Basti pensare che il New York Times si è rifiutato di recensire il film persino chiedendo al produttore di mentire sul perché di questa scelta. McAleer ha confermato di essere «scioccato» dalla richiesta del Nyt che ha dichiarato contro l'evidenza che la pellicola «non ci è mai stata presentata» per una recensione. Ma se il fatto è sconvolgente, c’era da aspettarsi che il grande quotidiano progressista non avendo praticamente coperto la notizia del processo al medico ora non voglia nemmeno parlare del film.

La pellicola infatti è davvero potente e riesce persino a sconfessare la tesi per cui la prassi del medico è stata una semplice falla del processo. C’è infatti un passaggio che spiega con eloquenza il contrario, ossia che Gosnell rappresenta l’immagine dell’uomo che più perfettamente ha incarnato la ratio abortista: «Non mi pento di quello che ho fatto», aveva dichiarato il dottore convinto di aver servito e aiutato le donne (sebbene non rispettasse nemmeno le 24 ore richieste dalla legge fra la decisione di abortire e l’aborto). Insomma, Gosnell aveva solo ripetuto quello che affermano tutti i medici che praticano omicidi in grembo. Ma c’è di più, perché l’uomo aveva anche domandato quale fosse la differenza fra l’omicidio di un bambino in grembo prima della 24esima settimana e quello di uno nato vivo alla stessa epoca gestazionale. Come a dire: che cosa cambia fra l’assassinio di un figlio in pancia e dello stesso appena nato?

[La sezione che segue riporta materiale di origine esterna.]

//! Translation of the `refresh` option into full-reload plugin instances.
//!
//! Reloading itself is done by `vite-plugin-full-reload`; this module only decides
//! which paths each instance watches and with which options.

use std::path::Path;

use serde::{Deserialize, Serialize};

/// Name of the external reload plugin.
pub const FULL_RELOAD_PLUGIN: &str = "vite-plugin-full-reload";

/// Patterns watched when `refresh` is `true`.
pub const DEFAULT_REFRESH_PATHS: &[&str] = &["src/**/*", "assets/**/*"];

/// Options forwarded untouched to the reload plugin.
#[derive(Debug, Clone, Default, PartialEq, Eq, Serialize, Deserialize)]
#[serde(rename_all = "camelCase")]
pub struct FullReloadOptions {
    #[serde(default, skip_serializing_if = "Option::is_none")]
    pub always: Option<bool>,

    /// Delay before reloading, in milliseconds
    #[serde(default, skip_serializing_if = "Option::is_none")]
    pub delay: Option<u64>,

    #[serde(default, skip_serializing_if = "Option::is_none")]
    pub log: Option<bool>,

    #[serde(default, skip_serializing_if = "Option::is_none")]
    pub root: Option<String>,
}

/// One group of watched paths.
#[derive(Debug, Clone, Default, PartialEq, Eq, Serialize, Deserialize)]
pub struct RefreshConfig {
    pub paths: Vec<String>,

    #[serde(default, skip_serializing_if = "Option::is_none")]
    pub config: Option<FullReloadOptions>,
}

impl RefreshConfig {
    pub fn new(paths: impl IntoIterator<Item = impl Into<String>>) -> Self {
        Self {
            paths: paths.into_iter().map(Into::into).collect(),
            config: None,
        }
    }
}

/// `refresh` as written by the user.
#[derive(Debug, Clone, PartialEq, Eq, Serialize, Deserialize)]
#[serde(untagged)]
pub enum RefreshInput {
    Toggle(bool),
    Path(String),
    Paths(Vec<String>),
    Config(RefreshConfig),
    Configs(Vec<RefreshConfig>),
}

impl RefreshInput {
    /// Canonical form: a list of watch groups, empty when reloading is off.
    ///
    /// Normalizing `RefreshInput::Configs` of an already normalized list returns it
    /// unchanged.
    pub fn normalize(self, project_root: &Path) -> Vec<RefreshConfig> {
        match self {
            RefreshInput::Toggle(false) => Vec::new(),
            RefreshInput::Toggle(true) => vec![RefreshConfig::new(default_refresh_paths(
                project_root,
            ))],
            RefreshInput::Path(path) => vec![RefreshConfig::new([path])],
            RefreshInput::Paths(paths) => vec![RefreshConfig::new(paths)],
            RefreshInput::Config(config) => vec![config],
            RefreshInput::Configs(configs) => configs,
        }
    }
}

/// Default watch patterns whose base directory exists under `project_root`.
pub fn default_refresh_paths(project_root: &Path) -> Vec<String> {
    DEFAULT_REFRESH_PATHS
        .iter()
        .filter(|pattern| project_root.join(static_prefix(pattern)).is_dir())
        .map(|pattern| pattern.to_string())
        .collect()
}

/// Leading path segments of a glob that contain no wildcard.
fn static_prefix(pattern: &str) -> &str {
    let end = pattern
        .find(['*', '?', '[', '{'])
        .unwrap_or(pattern.len());
    pattern[..end].trim_end_matches('/')
}

/// A configured full-reload plugin instance.
///
/// `source` keeps the group the instance was built from so callers can tell the
/// instances apart.
#[derive(Debug, Clone, PartialEq, Eq, Serialize, Deserialize)]
pub struct FullReloadPlugin {
    pub name: String,
    pub paths: Vec<String>,
    pub options: FullReloadOptions,
    pub source: RefreshConfig,
}

impl FullReloadPlugin {
    pub fn from_config(config: RefreshConfig) -> Self {
        Self {
            name: FULL_RELOAD_PLUGIN.to_string(),
            paths: config.paths.clone(),
            options: config.config.clone().unwrap_or_default(),
            source: config,
        }
    }
}

/// One plugin instance per watch group.
pub fn resolve_full_reload_plugins(refresh: &[RefreshConfig]) -> Vec<FullReloadPlugin> {
    refresh
        .iter()
        .cloned()
        .map(FullReloadPlugin::from_config)
        .collect()
}

#[cfg(test)]
mod tests {
    use super::*;
    use serde_json::json;
    use std::fs;
    use tempfile::TempDir;

    #[test]
    fn static_prefix_stops_at_first_wildcard() {
        assert_eq!(static_prefix("src/**/*"), "src");
        assert_eq!(static_prefix("views/*.php"), "views");
        assert_eq!(static_prefix("routes/web.php"), "routes/web.php");
    }

    #[test]
    fn default_paths_only_include_existing_directories() {
        let dir = TempDir::new().unwrap();
        assert!(default_refresh_paths(dir.path()).is_empty());

        fs::create_dir(dir.path().join("src")).unwrap();
        assert_eq!(default_refresh_paths(dir.path()), vec!["src/**/*"]);

        fs::create_dir(dir.path().join("assets")).unwrap();
        assert_eq!(
            default_refresh_paths(dir.path()),
            vec!["src/**/*", "assets/**/*"]
        );
    }

    #[test]
    fn toggles() {
        let dir = TempDir::new().unwrap();
        fs::create_dir(dir.path().join("src")).unwrap();

        assert!(RefreshInput::Toggle(false).normalize(dir.path()).is_empty());
        assert_eq!(
            RefreshInput::Toggle(true).normalize(dir.path()),
            vec![RefreshConfig::new(["src/**/*"])]
        );
    }

    #[test]
    fn single_path_round_trips() {
        let root = Path::new(".");
        let normalized = RefreshInput::Path("views/**".into()).normalize(root);
        assert_eq!(normalized, vec![RefreshConfig::new(["views/**"])]);

        let again = RefreshInput::Configs(normalized.clone()).normalize(root);
        assert_eq!(again, normalized);
    }

    #[test]
    fn deserializes_structured_config() {
        let input: RefreshInput = serde_json::from_value(json!([
            {"paths": ["views/**"], "config": {"delay": 300}},
            {"paths": ["lang/**"]}
        ]))
        .unwrap();

        let groups = input.normalize(Path::new("."));
        assert_eq!(groups.len(), 2);
        assert_eq!(groups[0].config.as_ref().unwrap().delay, Some(300));

        let plugins = resolve_full_reload_plugins(&groups);
        assert_eq!(plugins[0].name, FULL_RELOAD_PLUGIN);
        assert_eq!(plugins[0].options.delay, Some(300));
        assert_eq!(plugins[1].source, groups[1]);
    }

    #[test]
    fn string_list_is_one_group() {
        let input: RefreshInput = serde_json::from_value(json!(["a/**", "b/**"])).unwrap();
        assert_eq!(
            input.normalize(Path::new(".")),
            vec![RefreshConfig::new(["a/**", "b/**"])]
        );
    }
}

In poche parole, il film è in grado non solo di svelare l'abominio delle legislazioni americane che permettono l’aborto tardivo, ma di far ripensare totalmente alla liceità dell’aborto a qualunque epoca gestazionale. A rivelarlo è il pubblico stesso. McElhinney ha raccontato al Family Research Council che passerebbe «tutto il giorno a leggere le lettere più belle delle persone che hanno cambiato idea rispetto all’aborto guardando il film». Sulla pagina Facebook dedicata alla pellicola ci sono diverse testimonianze a riguardo, come quella di Kathy Zhu, studentessa della University of Central Florida che ha rivelato ai suoi 50.000 follower di twitter che «ieri ero pro Choice. Credevo che le donne dovessero avere diritto di parola e che il governo non dovesse interferire con le nostre vite. Oggi sono pro life. Dopo aver visto Gosnell e aver fatto ricerche accurate, ho finalmente capito… per favore andate a vedere Gosnell». Lo stesso è accaduto allo scrittore e imprenditore Patrick Courriel, che ha confessato di aver abbandonato la sua tesi abortista dopo essere stato al cinema.

Forse per questo, nonostante nel fine settimana del suo debutto il film abbia incassato ben 1.235.800 dollari, arrivando (con produzione e distribuzione indipendenti) dodicesimo al botteghino, il boicottaggio è cresciuto. Se prima il giudice del processo al medico, Jeffrey Minehart, aveva cercato di impedire l’uscita della pellicola con una causa di diffamazione, mentre il colosso delle cliniche abortive, Planned Parenthood, è riuscita ad annullare alcune proiezioni, McAleer ha dichiarato che ora oltre 200 teatri hanno deciso di non proiettare più il film senza nessuna ragione. Sempre sulla pagina Facebook del film il pubblico ha aggiunto che diversi dipendenti delle sale cinematografiche hanno scoraggiato i clienti che volevano acquistare i biglietti, consigliando loro la visione di un altro film. Tutto a dire che dopo il processo e lo scandalo degli organi venduti da Planned Parenthhod anche "Gosnell: The Trial of America’s Biggest Serial Killer" sta facendo la sua grande parte.